Bu canavarları biz mi büyütüyoruz diye soruyorum kendime?
Sevmenin, güler yüzün bu kadar kolay olduğu dünyada, işkenceyi reva gören zihniyet, sadece bir zihniyet midir? Hastalık mıdır? Ceza evine mi gönderilmelidir? Akıl hastanesine mi? İdam çok mu zordur? Kadın olmak bu kadar zorken, sadece cinsiyetinin erkek olması iyi halden indirime girer mi? Evlatların annesiz büyümesi reva mıdır? Ölüm Allah’ın emri, Azrail ailem mi olmalıdır?
Sorulacak soruların da, erkek terörünün örneklerinin de ucu bucağı yok.
Bir gün 8 Mart Dünya Kadınlar Günü’nde, iyi yürekli adamlara teşekkür yazısı yazmak isterim ve anlatmak isterim eşi vefat edince ölene kadar alyansını çıkarmayanları! Ancak şimdi eşi tarafından dövülen, işkence gören ve öldürülen tüm kadınları anmak boynumuzun borcu. Zaman, onların seslerine yankı olmak zamanıdır. Senin çığlığın benim çığlığım deme zamanıdır.
Bu mücadele kadınlık onurunun mücadelesidir!
Bu mücadelede üzerimize düşen, iyi eğiteceğiz evlatlarımızı. Üniversite bitirmiş olmak şiddete engel değildir. Şiddet her kesimde vardır ve bunun eğitimi, mühendislik ya da uluslararası ilişkiler okumakla ilişkili değildir.
Sadece matematiksel verilerle büyütülmüş, internet bağımlısı çocuklar? Belki de öncelikli sorunun bu olduğunu kabul etmeliyiz. İslam ahlakıyla büyütmeli, İslamiyet’in en ufak şiddeti dahi yasakladığını söylemeliyiz.

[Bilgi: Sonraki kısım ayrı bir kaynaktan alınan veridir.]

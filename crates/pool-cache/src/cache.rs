//! Get-or-fetch cache with expiry

use crate::clock::{Clock, SystemClock};
use crate::entry::CacheEntry;
use crate::medium::CacheMedium;
use serde::de::DeserializeOwned;
use serde::Serialize;
use std::future::Future;
use std::time::Duration;

/// Time-boxed cache over a [`CacheMedium`]
///
/// # Contract
/// - a fresh entry is returned without calling the fetch function
/// - a failed fetch propagates its error and leaves the stored entry as it was
/// - a corrupt entry or an unavailable medium is a miss, never an error
#[derive(Debug, Clone)]
pub struct TtlCache<M, C = SystemClock> {
    medium: M,
    clock: C,
}

impl<M: CacheMedium> TtlCache<M> {
    /// Cache reading time from the system clock
    #[inline]
    #[must_use]
    pub fn new(medium: M) -> Self {
        Self::with_clock(medium, SystemClock)
    }
}

impl<M: CacheMedium, C: Clock> TtlCache<M, C> {
    /// Cache with an explicit clock
    #[inline]
    #[must_use]
    pub fn with_clock(medium: M, clock: C) -> Self {
        Self { medium, clock }
    }

    /// Underlying medium
    #[inline]
    #[must_use]
    pub fn medium(&self) -> &M {
        &self.medium
    }

    /// Return the cached value for `key` if younger than `ttl`, otherwise run
    /// `fetch` and remember its result.
    ///
    /// # Errors
    /// Whatever `fetch` returns.
    pub async fn get_or_fetch<T, E, F, Fut>(&self, key: &str, ttl: Duration, fetch: F) -> Result<T, E>
    where
        T: Serialize + DeserializeOwned,
        F: FnOnce() -> Fut,
        Fut: Future<Output = Result<T, E>>,
    {
        if let Some(entry) = self.peek::<T>(key).await {
            if entry.is_fresh(self.clock.now(), ttl) {
                tracing::debug!(key, "Cache hit");
                return Ok(entry.value);
            }
            tracing::debug!(key, fetched_at = %entry.fetched_at, "Cache entry expired");
        }

        let value = fetch().await?;
        let entry = CacheEntry::new(value, self.clock.now());
        self.remember(key, &entry).await;
        Ok(entry.value)
    }

    /// Stored entry for `key` regardless of age.
    ///
    /// `None` when absent, unreadable or corrupt.
    pub async fn peek<T: DeserializeOwned>(&self, key: &str) -> Option<CacheEntry<T>> {
        let blob = match self.medium.load(key).await {
            Ok(Some(blob)) => blob,
            Ok(None) => return None,
            Err(e) => {
                tracing::warn!("Cache medium unavailable, treating as miss: {}", e);
                return None;
            }
        };

        match serde_json::from_str(&blob) {
            Ok(entry) => Some(entry),
            Err(e) => {
                tracing::debug!(key, "Corrupt cache entry treated as miss: {}", e);
                None
            }
        }
    }

    /// Drop the entry for `key`
    pub async fn invalidate(&self, key: &str) {
        if let Err(e) = self.medium.remove(key).await {
            tracing::warn!("Failed to invalidate cache entry: {}", e);
        }
    }

    async fn remember<T: Serialize>(&self, key: &str, entry: &CacheEntry<T>) {
        let blob = match serde_json::to_string(entry) {
            Ok(blob) => blob,
            Err(e) => {
                tracing::warn!(key, "Failed to encode cache entry: {}", e);
                return;
            }
        };
        if let Err(e) = self.medium.store(key, blob).await {
            tracing::warn!("Failed to persist cache entry: {}", e);
        }
    }
}

#[cfg(test)]
mod tests {
    use super::*;
    use crate::clock::ManualClock;
    use crate::medium::{MediumError, MemoryMedium};
    use async_trait::async_trait;
    use mockall::mock;
    use std::sync::atomic::{AtomicUsize, Ordering};

    const TTL: Duration = Duration::from_secs(7 * 24 * 60 * 60);

    mock! {
        Medium {}

        #[async_trait]
        impl CacheMedium for Medium {
            async fn load(&self, key: &str) -> Result<Option<String>, MediumError>;
            async fn store(&self, key: &str, blob: String) -> Result<(), MediumError>;
            async fn remove(&self, key: &str) -> Result<(), MediumError>;
        }
    }

    fn names(list: &[&str]) -> Vec<String> {
        list.iter().map(|s| (*s).to_string()).collect()
    }

    #[tokio::test]
    async fn second_call_within_ttl_does_not_fetch() {
        let cache = TtlCache::with_clock(MemoryMedium::default(), ManualClock::default());
        let calls = AtomicUsize::new(0);

        for _ in 0..2 {
            let value: Vec<String> = cache
                .get_or_fetch("moves", TTL, || async {
                    calls.fetch_add(1, Ordering::SeqCst);
                    Ok::<_, String>(names(&["Tackle"]))
                })
                .await
                .unwrap();
            assert_eq!(value, names(&["Tackle"]));
        }

        assert_eq!(calls.load(Ordering::SeqCst), 1);
    }

    #[tokio::test]
    async fn expired_entry_is_refetched() {
        let clock = ManualClock::default();
        let cache = TtlCache::with_clock(MemoryMedium::default(), clock.clone());

        let _: Vec<String> = cache
            .get_or_fetch("moves", TTL, || async { Ok::<_, String>(names(&["Tackle"])) })
            .await
            .unwrap();

        clock.advance(TTL);
        let value: Vec<String> = cache
            .get_or_fetch("moves", TTL, || async { Ok::<_, String>(names(&["Growl"])) })
            .await
            .unwrap();

        assert_eq!(value, names(&["Growl"]));
    }

    #[tokio::test]
    async fn failed_refresh_keeps_stale_entry() {
        let clock = ManualClock::default();
        let cache = TtlCache::with_clock(MemoryMedium::default(), clock.clone());

        let _: Vec<String> = cache
            .get_or_fetch("moves", TTL, || async { Ok::<_, String>(names(&["Tackle"])) })
            .await
            .unwrap();
        let original = cache.peek::<Vec<String>>("moves").await.unwrap();

        clock.advance(TTL + Duration::from_secs(1));
        let err = cache
            .get_or_fetch::<Vec<String>, _, _, _>("moves", TTL, || async {
                Err("List fetch failed".to_string())
            })
            .await
            .unwrap_err();

        assert_eq!(err, "List fetch failed");
        assert_eq!(cache.peek::<Vec<String>>("moves").await, Some(original));
    }

    #[tokio::test]
    async fn corrupt_entry_triggers_refetch() {
        let medium = MemoryMedium::default();
        medium.store("moves", "{not json".to_string()).await.unwrap();
        let cache = TtlCache::with_clock(medium, ManualClock::default());

        let value: Vec<String> = cache
            .get_or_fetch("moves", TTL, || async { Ok::<_, String>(names(&["Ember"])) })
            .await
            .unwrap();

        assert_eq!(value, names(&["Ember"]));
        assert!(cache.peek::<Vec<String>>("moves").await.is_some());
    }

    #[tokio::test]
    async fn entry_of_wrong_shape_is_a_miss() {
        let medium = MemoryMedium::default();
        medium
            .store("moves", r#"{"data": 42, "ts": 0}"#.to_string())
            .await
            .unwrap();
        let cache = TtlCache::with_clock(medium, ManualClock::default());

        assert!(cache.peek::<Vec<String>>("moves").await.is_none());
    }

    #[tokio::test]
    async fn unavailable_medium_still_serves_fetched_value() {
        let mut medium = MockMedium::new();
        medium
            .expect_load()
            .returning(|_| Err(MediumError::Unavailable("quota exceeded".to_string())));
        medium
            .expect_store()
            .times(1)
            .returning(|_, _| Err(MediumError::Unavailable("quota exceeded".to_string())));
        let cache = TtlCache::with_clock(medium, ManualClock::default());

        let value: Vec<String> = cache
            .get_or_fetch("moves", TTL, || async { Ok::<_, String>(names(&["Surf"])) })
            .await
            .unwrap();

        assert_eq!(value, names(&["Surf"]));
    }
}
//! Store contract

use async_trait::async_trait;
use pool_model::{Document, PoolResult, Snapshot, VersionToken};
use std::sync::Arc;

/// Outcome of a successful conditional write
#[derive(Debug, Clone, PartialEq, Eq)]
pub struct WriteReceipt {
    /// Token of the new revision, when the backend reported one
    pub version: Option<VersionToken>,
}

impl WriteReceipt {
    /// Receipt carrying the new token
    #[inline]
    #[must_use]
    pub fn new(version: VersionToken) -> Self {
        Self {
            version: Some(version),
        }
    }

    /// Receipt for a backend that did not report the new token
    #[inline]
    #[must_use]
    pub fn unversioned() -> Self {
        Self { version: None }
    }
}

/// Versioned document store
///
/// # Contract
/// - `read` always reaches the backend; a token is never served from a
///   local cache
/// - `write` succeeds only when `version` equals the backend's current token;
///   otherwise it fails with `ErrorKind::Conflict` and the document is left
///   unchanged
/// - every other failure is `ErrorKind::Transport`
/// - each successful write creates exactly one durable revision
#[async_trait]
pub trait DocumentStore: Send + Sync {
    /// Record type held by the document
    type Record: Clone + Send + Sync + 'static;

    /// Fetch the current document and its token
    async fn read(&self) -> PoolResult<Snapshot<Self::Record>>;

    /// Replace the document, conditional on `version` still being current
    async fn write(
        &self,
        document: &Document<Self::Record>,
        version: &VersionToken,
        description: &str,
    ) -> PoolResult<WriteReceipt>;
}

#[async_trait]
impl<S: DocumentStore> DocumentStore for Arc<S> {
    type Record = S::Record;

    async fn read(&self) -> PoolResult<Snapshot<Self::Record>> {
        (**self).read().await
    }

    async fn write(
        &self,
        document: &Document<Self::Record>,
        version: &VersionToken,
        description: &str,
    ) -> PoolResult<WriteReceipt> {
        (**self).write(document, version, description).await
    }
}

#[async_trait]
impl<'a, S: DocumentStore> DocumentStore for &'a S {
    type Record = S::Record;

    async fn read(&self) -> PoolResult<Snapshot<Self::Record>> {
        (**self).read().await
    }

    async fn write(
        &self,
        document: &Document<Self::Record>,
        version: &VersionToken,
        description: &str,
    ) -> PoolResult<WriteReceipt> {
        (**self).write(document, version, description).await
    }
}
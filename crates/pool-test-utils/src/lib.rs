//! Testing utilities for the egg pool workspace
//!
//! Shared fixtures, scripted providers, and in-process fake HTTP backends.

#![allow(missing_docs)]

mod contents_api;
mod pokeapi;
mod racing;
mod scripted;

pub use contents_api::FakeContentsApi;
pub use pokeapi::FakePokeApi;
pub use racing::RacingStore;
pub use scripted::{ScriptedLists, ScriptedLookup};

use chrono::{DateTime, TimeZone, Utc};
use pool_model::{Document, EntityMatch, Record, StoredRecord};
use serde_json::{json, Value};

pub fn pikachu() -> EntityMatch {
    EntityMatch::new(
        25,
        "pikachu",
        "https://raw.githubusercontent.com/PokeAPI/sprites/master/sprites/pokemon/25.png",
    )
}

pub fn eevee() -> EntityMatch {
    EntityMatch::new(
        133,
        "eevee",
        "https://raw.githubusercontent.com/PokeAPI/sprites/master/sprites/pokemon/133.png",
    )
}

/// Fixed timestamp `minutes` after 2024-01-01T00:00:00Z
pub fn at_minute(minutes: u32) -> DateTime<Utc> {
    Utc.with_ymd_and_hms(2024, 1, 1, 0, 0, 0).unwrap() + chrono::Duration::minutes(minutes.into())
}

pub fn sample_record(submitter: &str) -> Record {
    Record::builder(submitter, &pikachu())
        .nickname("Sparky")
        .ability("Static")
        .item("Light Ball")
        .moves(["Thunderbolt", "Quick Attack", "", ""])
        .message("Take care of it!")
        .build()
}

/// `count` records submitted one minute apart, oldest first
pub fn sample_document(count: u32) -> Document<Record> {
    Document::from_records(
        (0..count)
            .map(|i| {
                Record::builder(format!("trainer-{i}"), &eevee())
                    .submitted_at(at_minute(i))
                    .build()
            })
            .collect(),
    )
}

pub fn record_json(record: &Record) -> Value {
    serde_json::to_value(record).unwrap()
}

pub fn stored(record: &Record) -> StoredRecord {
    StoredRecord::encode(record).unwrap()
}

/// [`sample_document`] as it sits in the shared file
pub fn sample_stored_document(count: u32) -> Document<StoredRecord> {
    Document::from_records(sample_document(count).records().iter().map(stored).collect())
}

/// An element in the shape other clients write: millisecond id, `.000Z`
/// timestamp, explicit nulls, keys out of order and an unmodelled field
pub fn foreign_record_json(submitter: &str) -> Value {
    json!({
        "submittedAt": "2024-05-01T12:00:00.000Z",
        "id": 1714564800000_u64,
        "submitter": submitter,
        "pokemon": "staryu",
        "pokemonId": 120,
        "spriteUrl": "https://img/120.png",
        "nickname": null,
        "moves": ["Water Gun"],
        "message": "",
        "shiny": true
    })
}
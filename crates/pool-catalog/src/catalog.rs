//! Cached reference lists

use crate::provider::{ReferenceList, ReferenceListProvider};
use pool_cache::{CacheMedium, Clock, SystemClock, TtlCache};
use pool_model::PoolResult;
use std::time::Duration;

/// How long a fetched reference list stays fresh (7 days)
pub const REFERENCE_TTL: Duration = Duration::from_secs(7 * 24 * 60 * 60);

/// Outcome of [`ReferenceCatalog::load_all`]; each list succeeds or fails on its own
#[derive(Debug, Clone)]
pub struct ReferenceLists {
    /// Pokémon names
    pub pokemon: PoolResult<Vec<String>>,
    /// Move names
    pub moves: PoolResult<Vec<String>>,
    /// Ability names
    pub abilities: PoolResult<Vec<String>>,
    /// Held-item names
    pub items: PoolResult<Vec<String>>,
}

impl ReferenceLists {
    /// Result for one list
    #[must_use]
    pub fn get(&self, list: ReferenceList) -> &PoolResult<Vec<String>> {
        match list {
            ReferenceList::Pokemon => &self.pokemon,
            ReferenceList::Moves => &self.moves,
            ReferenceList::Abilities => &self.abilities,
            ReferenceList::Items => &self.items,
        }
    }

    /// Names of `list`, or nothing when it failed to load
    #[must_use]
    pub fn names_or_empty(&self, list: ReferenceList) -> &[String] {
        self.get(list).as_deref().unwrap_or(&[])
    }
}

/// Reference lists fetched through a [`TtlCache`]
#[derive(Debug)]
pub struct ReferenceCatalog<P, M, C = SystemClock> {
    provider: P,
    cache: TtlCache<M, C>,
    ttl: Duration,
}

impl<P, M, C> ReferenceCatalog<P, M, C>
where
    P: ReferenceListProvider,
    M: CacheMedium,
    C: Clock,
{
    /// Catalog with the default 7-day TTL
    #[must_use]
    pub fn new(provider: P, cache: TtlCache<M, C>) -> Self {
        Self {
            provider,
            cache,
            ttl: REFERENCE_TTL,
        }
    }

    /// With a different freshness window
    #[must_use]
    pub fn with_ttl(mut self, ttl: Duration) -> Self {
        self.ttl = ttl;
        self
    }

    /// Freshness window
    #[inline]
    #[must_use]
    pub fn ttl(&self) -> Duration {
        self.ttl
    }

    /// Underlying cache
    #[inline]
    #[must_use]
    pub fn cache(&self) -> &TtlCache<M, C> {
        &self.cache
    }

    /// Names of `list`, from cache when fresh.
    ///
    /// # Errors
    /// The provider's error when the list had to be fetched and could not be.
    pub async fn load(&self, list: ReferenceList) -> PoolResult<Vec<String>> {
        let names = self
            .cache
            .get_or_fetch(list.cache_key(), self.ttl, || self.provider.fetch_names(list))
            .await?;
        tracing::info!(list = %list, count = names.len(), "Loaded reference list");
        Ok(names)
    }

    /// Load all four lists concurrently
    pub async fn load_all(&self) -> ReferenceLists {
        let (pokemon, moves, abilities, items) = futures::join!(
            self.load(ReferenceList::Pokemon),
            self.load(ReferenceList::Moves),
            self.load(ReferenceList::Abilities),
            self.load(ReferenceList::Items),
        );

        for (list, result) in [
            (ReferenceList::Pokemon, &pokemon),
            (ReferenceList::Moves, &moves),
            (ReferenceList::Abilities, &abilities),
            (ReferenceList::Items, &items),
        ] {
            if let Err(e) = result {
                tracing::warn!(list = %list, "Reference list unavailable: {}", e);
            }
        }

        ReferenceLists {
            pokemon,
            moves,
            abilities,
            items,
        }
    }
}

Dilimiz her daim Allah rızasını kazanacak kelimeleri yan yana sıralamalı, iyilikte yarışacak bir nesil yetiştirmeliyiz. Komşudaki kadınında canı bize emanet olmalı, sokakta ilk defa gördüğümüz kadınında, Suriye’de ki kadının namusunu da gözetmeli vicdanımız! Kadın erkek mevzusu değildir bu, insan mevzusudur!
Tecavüz insanlık suçudur!
Taciz insanlık suçudur!
Çocuk gelin yoktur, çocuk çocuktur!
Kadın; eştir, annedir!
İşkence ruhu öldürür!
İnsan öldürmek günahtır!
Gözümüzden akan tek damla yaşa, cehennem alev alır!
Ben, kimlikteki bilgilerimle Tuğba Açıkgöz.
Gerçek kimliğim, adımda soyadımda KADIN!
Sorumluluğu boyundan fazla olan kadınlardan sadece birisiyim.
Bu kimlikle yaşamayı ve öldürülmemeyi ümit ediyorum.
Ve kadın cinayetlerine kurban giden tüm kadınlara Allah’tan rahmet diliyorum.
8 Mart Dünya Kadınlar Günü’n kutlu olsun güzel Ülkem.